All’interno del progetto domestico, a partire dalla fine del secolo XIX, nell’ambiente-cucina si evidenziano due ordini di problemi: il riferimento al modello dell’alloggio borghese ottocentesco e l’introduzione di criteri che risentono delle indicazioni di matrice tayloristica nell’organizzazione dello spazio e nella disposizione delle attrezzature.
Negli alloggi costruiti in Italia nel quadro della legge Luzzatti per l’edilizia popolare lo spazio per la cucina è risolto con le attrezzature di base collocate lungo una parete della stanza comune, cui fanno eccezione gli esempi riferiti alle tipologie studiate da Giovanni Broglio.
A Francoforte, in occasione del congresso C.I.A.M. del 1929, nelle tipologie presentate nell’ambito dell’existenzminimum non si segnalano proposte particolari per la zona cucina: un ambiente autonomo, di dimensioni contenute.
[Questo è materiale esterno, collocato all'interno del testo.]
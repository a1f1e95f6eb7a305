use saphyr::MarkedYaml;

use super::{
    error::{MultilingualMessageContentsError, ParseMetadataError},
    message::{
        MessageContent, emit_message_contents, parse_message_contents_yaml,
        validate_message_contents,
    },
    yaml::{
        EmitYaml, TryFromYaml, YamlEmitter, YamlObjectType, as_string_node, get_as_hash,
        get_required_string_value, get_u32_value,
    },
};

/// Represents data identifying the plugin under which it is stored as dirty or
/// clean.
#[derive(Clone, Debug, Default, Eq, PartialEq, Ord, PartialOrd, Hash)]
pub struct PluginCleaningData {
    crc: u32,
    itm_count: u32,
    deleted_reference_count: u32,
    deleted_navmesh_count: u32,
    cleaning_utility: String,
    detail: Vec<MessageContent>,
}

impl PluginCleaningData {
    /// Construct a [PluginCleaningData] object with the given CRC and cleaning
    /// utility, no detail and the ITM, deleted reference and deleted navmesh
    /// counts set to zero.
    #[must_use]
    pub fn new(crc: u32, cleaning_utility: String) -> Self {
        Self {
            crc,
            cleaning_utility,
            ..Default::default()
        }
    }

    /// Set the number of Identical To Master records found in the plugin.
    #[must_use]
    pub fn with_itm_count(mut self, itm_count: u32) -> Self {
        self.itm_count = itm_count;
        self
    }

    /// Set the number of deleted references found in the plugin.
    #[must_use]
    pub fn with_deleted_reference_count(mut self, deleted_reference_count: u32) -> Self {
        self.deleted_reference_count = deleted_reference_count;
        self
    }

    /// Set the number of deleted navmeshes found in the plugin.
    #[must_use]
    pub fn with_deleted_navmesh_count(mut self, deleted_navmesh_count: u32) -> Self {
        self.deleted_navmesh_count = deleted_navmesh_count;
        self
    }

    /// Set the detail message content, which may be appended to any messages
    /// generated for this cleaning data. If multilingual, one language must be
    /// [MessageContent::DEFAULT_LANGUAGE].
    pub fn with_detail(
        mut self,
        detail: Vec<MessageContent>,
    ) -> Result<Self, MultilingualMessageContentsError> {
        validate_message_contents(&detail)?;
        self.detail = detail;
        Ok(self)
    }

    /// Get the CRC that identifies the plugin that the cleaning data is for.
    pub fn crc(&self) -> u32 {
        self.crc
    }

    /// Get the number of Identical To Master records found in the plugin.
    pub fn itm_count(&self) -> u32 {
        self.itm_count
    }

    /// Get the number of deleted references found in the plugin.
    pub fn deleted_reference_count(&self) -> u32 {
        self.deleted_reference_count
    }

    /// Get the number of deleted navmeshes found in the plugin.
    pub fn deleted_navmesh_count(&self) -> u32 {
        self.deleted_navmesh_count
    }

    /// Get the cleaning utility that was used to check the plugin.
    ///
    /// The string may include a cleaning utility name, possibly related
    /// information such as a version number and/or a CommonMark-formatted URL
    /// to the utility's download location.
    pub fn cleaning_utility(&self) -> &str {
        &self.cleaning_utility
    }

    /// Get any additional informative message content supplied with the
    /// cleaning data, eg. a link to a cleaning guide or information on wild
    /// edits or manual cleaning steps.
    pub fn detail(&self) -> &[MessageContent] {
        &self.detail
    }
}

impl TryFromYaml for PluginCleaningData {
    fn try_from_yaml(value: &MarkedYaml) -> Result<Self, ParseMetadataError> {
        let hash = get_as_hash(value, YamlObjectType::PluginCleaningData)?;

        let crc = match get_u32_value(hash, "crc", YamlObjectType::PluginCleaningData)? {
            Some(n) => n,
            None => {
                return Err(ParseMetadataError::missing_key(
                    value.span.start,
                    "crc",
                    YamlObjectType::PluginCleaningData,
                ));
            }
        };

        let util = get_required_string_value(
            value.span.start,
            hash,
            "util",
            YamlObjectType::PluginCleaningData,
        )?;

        let itm = get_u32_value(hash, "itm", YamlObjectType::PluginCleaningData)?.unwrap_or(0);
        let udr = get_u32_value(hash, "udr", YamlObjectType::PluginCleaningData)?.unwrap_or(0);
        let nav = get_u32_value(hash, "nav", YamlObjectType::PluginCleaningData)?.unwrap_or(0);

        let detail = match hash.get(&as_string_node("detail")) {
            Some(n) => {
                parse_message_contents_yaml(n, "detail", YamlObjectType::PluginCleaningData)?
                    .into_vec()
            }
            None => Vec::new(),
        };

        Ok(PluginCleaningData {
            crc,
            itm_count: itm,
            deleted_reference_count: udr,
            deleted_navmesh_count: nav,
            cleaning_utility: util.to_string(),
            detail,
        })
    }
}

impl EmitYaml for PluginCleaningData {
    fn is_scalar(&self) -> bool {
        false
    }

    fn emit_yaml(&self, emitter: &mut YamlEmitter) {
        emitter.begin_map();

        emitter.map_key("crc");
        emitter.unquoted_str(&format!("0x{:08X}", self.crc));

        emitter.map_key("util");
        emitter.single_quoted_str(&self.cleaning_utility);

        if self.itm_count > 0 {
            emitter.map_key("itm");
            emitter.u32(self.itm_count);
        }

        if self.deleted_reference_count > 0 {
            emitter.map_key("udr");
            emitter.u32(self.deleted_reference_count);
        }

        if self.deleted_navmesh_count > 0 {
            emitter.map_key("nav");
            emitter.u32(self.deleted_navmesh_count);
        }

        emit_message_contents(&self.detail, emitter, "detail");

        emitter.end_map();
    }
}

#[cfg(test)]
mod tests {
    use super::*;

    mod try_from_yaml {
        use crate::metadata::parse;

        use super::*;

        #[test]
        fn should_error_if_crc_is_missing() {
            let yaml = parse("{util: utility}");

            assert!(PluginCleaningData::try_from_yaml(&yaml).is_err());
        }

        #[test]
        fn should_error_if_util_is_missing() {
            let yaml = parse("{crc: 0xDEADBEEF}");

            assert!(PluginCleaningData::try_from_yaml(&yaml).is_err());
        }

        #[test]
        fn should_set_counts_to_zero_if_they_are_not_present() {
            let yaml = parse("{crc: 0xDEADBEEF, util: utility}");

            let data = PluginCleaningData::try_from_yaml(&yaml).unwrap();

            assert_eq!(0, data.itm_count());
            assert_eq!(0, data.deleted_reference_count());
            assert_eq!(0, data.deleted_navmesh_count());
            assert!(data.detail().is_empty());
        }

        #[test]
        fn should_set_all_fields() {
            let yaml = parse(
                "{crc: 0xDEADBEEF, util: utility, itm: 1, udr: 2, nav: 3, detail: detail text}",
            );

            let data = PluginCleaningData::try_from_yaml(&yaml).unwrap();

            assert_eq!(0xDEAD_BEEF, data.crc());
            assert_eq!("utility", data.cleaning_utility());
            assert_eq!(1, data.itm_count());
            assert_eq!(2, data.deleted_reference_count());
            assert_eq!(3, data.deleted_navmesh_count());
            assert_eq!("detail text", data.detail()[0].text());
        }
    }

    mod emit_yaml {
        use crate::metadata::emit;

        use super::*;

        #[test]
        fn should_omit_zero_counts_and_empty_detail() {
            let data = PluginCleaningData::new(0xDEAD_BEEF, "utility".to_owned());
            let yaml = emit(&data);

            assert_eq!("crc: 0xDEADBEEF\nutil: 'utility'", yaml);
        }

        #[test]
        fn should_include_non_zero_counts() {
            let data = PluginCleaningData::new(0xDEAD_BEEF, "utility".to_owned())
                .with_itm_count(1)
                .with_deleted_reference_count(2)
                .with_deleted_navmesh_count(3);
            let yaml = emit(&data);

            assert_eq!(
                "crc: 0xDEADBEEF\nutil: 'utility'\nitm: 1\nudr: 2\nnav: 3",
                yaml
            );
        }
    }
}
È tuttavia da rilevare la ripresa negli alloggi popolari di un dispositivo tipico dell’alloggio borghese: il passavivande. Questo stesso dispositivo è presente anche nelle tipologie studiate da Alexander Klein. Ma il contributo che si segnala in modo particolare nello studio dell’ambiente domestico, con preciso riferimento alla cucina, è quello elaborato da Margarete Schütte – Lihotzky, principale autrice della “cucina di Francoforte” adottata e sperimentata in molti interventi di Ernst May.